• _Exercise goal_
The expected answer is the set of lines in the data below between the line holding "pub fn config(&self)" and the line holding "raw form input.", inclusive, written out exactly.

• _Dataset records_
Content starts
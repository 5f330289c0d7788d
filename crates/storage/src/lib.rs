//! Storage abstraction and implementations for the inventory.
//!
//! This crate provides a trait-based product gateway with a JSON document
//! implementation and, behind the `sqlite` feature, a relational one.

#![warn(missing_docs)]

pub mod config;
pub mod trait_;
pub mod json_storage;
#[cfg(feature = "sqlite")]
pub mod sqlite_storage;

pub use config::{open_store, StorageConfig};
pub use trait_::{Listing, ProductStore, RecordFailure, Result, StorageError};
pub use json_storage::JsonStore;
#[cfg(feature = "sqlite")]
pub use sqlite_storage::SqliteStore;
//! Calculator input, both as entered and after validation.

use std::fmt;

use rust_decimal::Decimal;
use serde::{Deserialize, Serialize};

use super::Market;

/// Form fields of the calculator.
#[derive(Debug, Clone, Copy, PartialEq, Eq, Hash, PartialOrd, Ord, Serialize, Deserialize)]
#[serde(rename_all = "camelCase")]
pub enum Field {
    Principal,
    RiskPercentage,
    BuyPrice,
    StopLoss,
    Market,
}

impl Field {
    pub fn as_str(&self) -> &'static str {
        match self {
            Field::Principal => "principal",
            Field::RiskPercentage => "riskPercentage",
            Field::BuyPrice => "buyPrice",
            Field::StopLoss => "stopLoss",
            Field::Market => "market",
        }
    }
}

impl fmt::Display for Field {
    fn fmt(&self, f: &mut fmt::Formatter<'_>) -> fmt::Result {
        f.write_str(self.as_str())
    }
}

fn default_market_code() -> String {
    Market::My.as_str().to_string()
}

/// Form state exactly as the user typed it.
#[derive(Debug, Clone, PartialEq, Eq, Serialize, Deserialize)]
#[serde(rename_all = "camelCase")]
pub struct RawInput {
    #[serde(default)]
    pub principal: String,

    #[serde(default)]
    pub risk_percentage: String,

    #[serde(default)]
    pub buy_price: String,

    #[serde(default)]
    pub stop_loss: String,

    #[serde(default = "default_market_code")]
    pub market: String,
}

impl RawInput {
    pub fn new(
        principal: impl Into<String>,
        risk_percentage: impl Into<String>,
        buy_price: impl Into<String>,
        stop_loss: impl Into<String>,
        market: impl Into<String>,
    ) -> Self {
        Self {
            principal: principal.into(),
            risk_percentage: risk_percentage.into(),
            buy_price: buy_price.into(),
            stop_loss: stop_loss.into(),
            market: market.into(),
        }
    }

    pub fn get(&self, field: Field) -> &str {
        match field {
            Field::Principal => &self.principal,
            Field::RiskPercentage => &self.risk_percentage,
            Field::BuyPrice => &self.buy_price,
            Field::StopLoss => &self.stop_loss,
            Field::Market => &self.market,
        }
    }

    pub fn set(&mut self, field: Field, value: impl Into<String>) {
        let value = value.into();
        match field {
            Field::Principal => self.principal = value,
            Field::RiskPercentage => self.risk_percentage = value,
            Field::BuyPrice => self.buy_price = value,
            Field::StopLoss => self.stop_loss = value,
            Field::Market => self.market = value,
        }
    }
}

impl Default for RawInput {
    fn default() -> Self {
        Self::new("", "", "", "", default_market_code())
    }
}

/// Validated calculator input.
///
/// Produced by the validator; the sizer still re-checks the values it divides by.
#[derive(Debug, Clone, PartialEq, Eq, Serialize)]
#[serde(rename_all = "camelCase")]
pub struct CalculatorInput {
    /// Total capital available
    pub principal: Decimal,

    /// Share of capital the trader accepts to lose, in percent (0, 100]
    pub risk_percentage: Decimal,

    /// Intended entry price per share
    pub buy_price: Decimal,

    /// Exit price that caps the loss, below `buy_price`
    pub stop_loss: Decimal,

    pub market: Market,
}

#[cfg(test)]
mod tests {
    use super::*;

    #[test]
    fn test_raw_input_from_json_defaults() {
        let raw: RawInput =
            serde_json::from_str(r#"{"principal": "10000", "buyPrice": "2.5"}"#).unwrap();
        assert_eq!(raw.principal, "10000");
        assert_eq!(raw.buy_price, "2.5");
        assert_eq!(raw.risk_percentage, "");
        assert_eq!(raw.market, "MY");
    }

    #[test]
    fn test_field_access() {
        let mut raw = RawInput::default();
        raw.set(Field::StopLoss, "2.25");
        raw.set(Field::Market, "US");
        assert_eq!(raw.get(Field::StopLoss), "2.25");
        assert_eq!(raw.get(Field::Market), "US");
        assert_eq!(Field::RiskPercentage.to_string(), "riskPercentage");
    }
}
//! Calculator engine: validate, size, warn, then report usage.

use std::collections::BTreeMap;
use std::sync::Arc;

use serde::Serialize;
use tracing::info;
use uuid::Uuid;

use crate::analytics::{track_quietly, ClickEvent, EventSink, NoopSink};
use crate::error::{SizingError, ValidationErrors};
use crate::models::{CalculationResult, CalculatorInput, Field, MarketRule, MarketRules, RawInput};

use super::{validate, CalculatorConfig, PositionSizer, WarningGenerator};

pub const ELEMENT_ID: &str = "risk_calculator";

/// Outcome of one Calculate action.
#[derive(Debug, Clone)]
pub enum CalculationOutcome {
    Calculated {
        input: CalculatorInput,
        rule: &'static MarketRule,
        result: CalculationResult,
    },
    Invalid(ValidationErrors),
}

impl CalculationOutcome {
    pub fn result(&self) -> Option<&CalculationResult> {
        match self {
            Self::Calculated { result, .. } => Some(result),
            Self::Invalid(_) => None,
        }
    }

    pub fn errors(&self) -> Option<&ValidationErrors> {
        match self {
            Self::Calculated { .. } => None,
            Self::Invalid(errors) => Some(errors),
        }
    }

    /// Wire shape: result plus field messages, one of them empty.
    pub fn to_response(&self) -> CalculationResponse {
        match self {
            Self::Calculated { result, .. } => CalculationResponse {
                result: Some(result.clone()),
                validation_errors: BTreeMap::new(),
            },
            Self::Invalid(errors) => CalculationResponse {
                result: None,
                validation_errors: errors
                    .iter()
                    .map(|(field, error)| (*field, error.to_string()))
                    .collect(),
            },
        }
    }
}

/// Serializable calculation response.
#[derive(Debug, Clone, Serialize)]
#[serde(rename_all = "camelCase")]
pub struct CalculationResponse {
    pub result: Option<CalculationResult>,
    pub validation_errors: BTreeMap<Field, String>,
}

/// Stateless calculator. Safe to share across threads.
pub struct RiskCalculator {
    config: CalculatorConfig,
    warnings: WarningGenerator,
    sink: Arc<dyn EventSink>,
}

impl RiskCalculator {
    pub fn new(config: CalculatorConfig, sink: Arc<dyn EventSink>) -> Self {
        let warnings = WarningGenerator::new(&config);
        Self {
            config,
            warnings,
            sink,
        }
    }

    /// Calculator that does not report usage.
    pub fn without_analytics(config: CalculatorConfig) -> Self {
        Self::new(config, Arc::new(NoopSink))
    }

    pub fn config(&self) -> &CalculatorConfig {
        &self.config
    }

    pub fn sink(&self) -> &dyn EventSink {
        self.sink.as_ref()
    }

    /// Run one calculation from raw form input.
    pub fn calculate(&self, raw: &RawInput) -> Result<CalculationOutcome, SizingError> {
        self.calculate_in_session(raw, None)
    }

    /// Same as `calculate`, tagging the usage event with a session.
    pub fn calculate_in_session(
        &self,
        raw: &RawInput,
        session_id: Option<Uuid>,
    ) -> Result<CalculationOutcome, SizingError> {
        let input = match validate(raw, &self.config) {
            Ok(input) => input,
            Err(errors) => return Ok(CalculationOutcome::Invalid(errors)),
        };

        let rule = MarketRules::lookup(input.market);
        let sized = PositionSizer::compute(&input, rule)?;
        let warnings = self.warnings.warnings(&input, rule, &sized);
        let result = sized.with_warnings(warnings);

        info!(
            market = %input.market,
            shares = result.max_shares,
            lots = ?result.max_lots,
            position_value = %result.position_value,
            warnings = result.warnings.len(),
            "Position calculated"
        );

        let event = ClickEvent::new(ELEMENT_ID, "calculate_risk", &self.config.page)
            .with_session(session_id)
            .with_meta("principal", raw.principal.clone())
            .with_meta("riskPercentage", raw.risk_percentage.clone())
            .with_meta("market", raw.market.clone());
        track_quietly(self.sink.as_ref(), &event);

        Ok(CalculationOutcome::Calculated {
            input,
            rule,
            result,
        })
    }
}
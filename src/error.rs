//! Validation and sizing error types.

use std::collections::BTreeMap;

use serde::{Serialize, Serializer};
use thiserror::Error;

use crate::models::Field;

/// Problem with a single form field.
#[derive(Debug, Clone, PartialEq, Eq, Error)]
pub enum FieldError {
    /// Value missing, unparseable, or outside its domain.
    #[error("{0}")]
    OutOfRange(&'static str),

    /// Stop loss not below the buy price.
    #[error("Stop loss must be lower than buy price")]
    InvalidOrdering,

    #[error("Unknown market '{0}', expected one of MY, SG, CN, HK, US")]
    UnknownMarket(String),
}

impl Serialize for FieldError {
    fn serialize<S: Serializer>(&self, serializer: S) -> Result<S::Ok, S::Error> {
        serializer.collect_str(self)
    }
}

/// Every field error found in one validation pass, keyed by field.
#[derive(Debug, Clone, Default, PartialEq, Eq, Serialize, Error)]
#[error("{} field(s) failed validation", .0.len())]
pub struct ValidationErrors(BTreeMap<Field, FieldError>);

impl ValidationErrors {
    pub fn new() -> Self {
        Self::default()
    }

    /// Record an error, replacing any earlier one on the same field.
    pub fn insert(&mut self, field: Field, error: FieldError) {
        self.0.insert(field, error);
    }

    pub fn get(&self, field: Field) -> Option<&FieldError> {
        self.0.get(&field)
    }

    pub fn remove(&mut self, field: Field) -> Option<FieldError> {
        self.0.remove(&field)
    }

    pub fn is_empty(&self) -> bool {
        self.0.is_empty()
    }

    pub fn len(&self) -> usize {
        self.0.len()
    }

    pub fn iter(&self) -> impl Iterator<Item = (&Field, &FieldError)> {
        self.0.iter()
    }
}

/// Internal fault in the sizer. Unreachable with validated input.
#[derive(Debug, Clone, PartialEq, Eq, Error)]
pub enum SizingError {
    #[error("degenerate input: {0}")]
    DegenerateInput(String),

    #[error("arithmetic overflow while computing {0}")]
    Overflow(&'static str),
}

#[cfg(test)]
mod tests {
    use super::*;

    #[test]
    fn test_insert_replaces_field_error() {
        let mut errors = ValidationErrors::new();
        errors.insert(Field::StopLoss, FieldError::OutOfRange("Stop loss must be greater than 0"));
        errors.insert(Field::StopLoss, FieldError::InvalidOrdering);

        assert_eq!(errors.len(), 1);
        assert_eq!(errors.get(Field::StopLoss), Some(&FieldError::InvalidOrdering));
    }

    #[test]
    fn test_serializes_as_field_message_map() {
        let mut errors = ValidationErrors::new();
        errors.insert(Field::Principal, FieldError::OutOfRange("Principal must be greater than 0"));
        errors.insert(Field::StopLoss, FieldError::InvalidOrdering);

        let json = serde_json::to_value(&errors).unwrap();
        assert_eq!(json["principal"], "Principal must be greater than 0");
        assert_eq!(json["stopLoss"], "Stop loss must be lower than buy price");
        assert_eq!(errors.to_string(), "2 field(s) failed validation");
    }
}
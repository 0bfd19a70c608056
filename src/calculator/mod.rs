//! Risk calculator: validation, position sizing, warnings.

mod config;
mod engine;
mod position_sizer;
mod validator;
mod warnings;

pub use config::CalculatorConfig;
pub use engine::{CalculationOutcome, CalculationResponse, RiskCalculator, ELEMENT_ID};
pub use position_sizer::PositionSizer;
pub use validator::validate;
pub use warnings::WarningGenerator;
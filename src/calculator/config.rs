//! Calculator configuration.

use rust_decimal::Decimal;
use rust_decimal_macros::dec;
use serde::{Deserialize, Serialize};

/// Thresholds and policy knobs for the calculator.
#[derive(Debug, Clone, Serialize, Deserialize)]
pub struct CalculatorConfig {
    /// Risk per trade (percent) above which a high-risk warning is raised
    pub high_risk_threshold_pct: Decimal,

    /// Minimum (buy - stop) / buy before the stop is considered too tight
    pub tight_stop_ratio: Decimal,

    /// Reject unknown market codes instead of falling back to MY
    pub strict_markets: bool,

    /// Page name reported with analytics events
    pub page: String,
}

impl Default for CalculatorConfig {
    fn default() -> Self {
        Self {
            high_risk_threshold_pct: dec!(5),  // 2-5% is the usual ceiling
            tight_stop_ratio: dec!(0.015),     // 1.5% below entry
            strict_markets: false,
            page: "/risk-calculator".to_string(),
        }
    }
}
Content ends
• _Written response_
    pub fn config(&self) -> &CalculatorConfig {
        &self.config
    }

    pub fn sink(&self) -> &dyn EventSink {
        self.sink.as_ref()
    }

    /// Run one calculation from raw form input.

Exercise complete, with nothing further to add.